*Aim of the task*:
Given the records below, transcribe each of them exactly.

Segment Open

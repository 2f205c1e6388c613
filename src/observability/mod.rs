//! Observability subsystem.
//!
//! # Data Flow
//! ```text
//! Handlers and the quote engine produce:
//!     → logging.rs (structured log events)
//!     → metrics.rs (counters, histograms)
//!
//! Consumers:
//!     → Log aggregation (stdout, JSON or pretty)
//!     → Metrics endpoint (Prometheus scrape)
//! ```
//!
//! # Design Decisions
//! - Request ID flows through every log line via the trace span
//! - Metrics are no-ops until a recorder is installed

pub mod logging;
pub mod metrics;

Segment Closed

*Solved problem*:
repository 2f205c1e6388c613
filename src/observability/mod.rs
//! Observability subsystem.
//!
//! # Data Flow
//! ```text
//! Handlers and the quote engine produce:
//!     → logging.rs (structured log events)
//!     → metrics.rs (counters, histograms)
//!
//! Consumers:
//!     → Log aggregation (stdout, JSON or pretty)
//!     → Metrics endpoint (Prometheus scrape)
//! ```
//!
//! # Design Decisions
//! - Request ID flows through every log line via the trace span
//! - Metrics are no-ops until a recorder is installed

pub mod logging;
pub mod metrics;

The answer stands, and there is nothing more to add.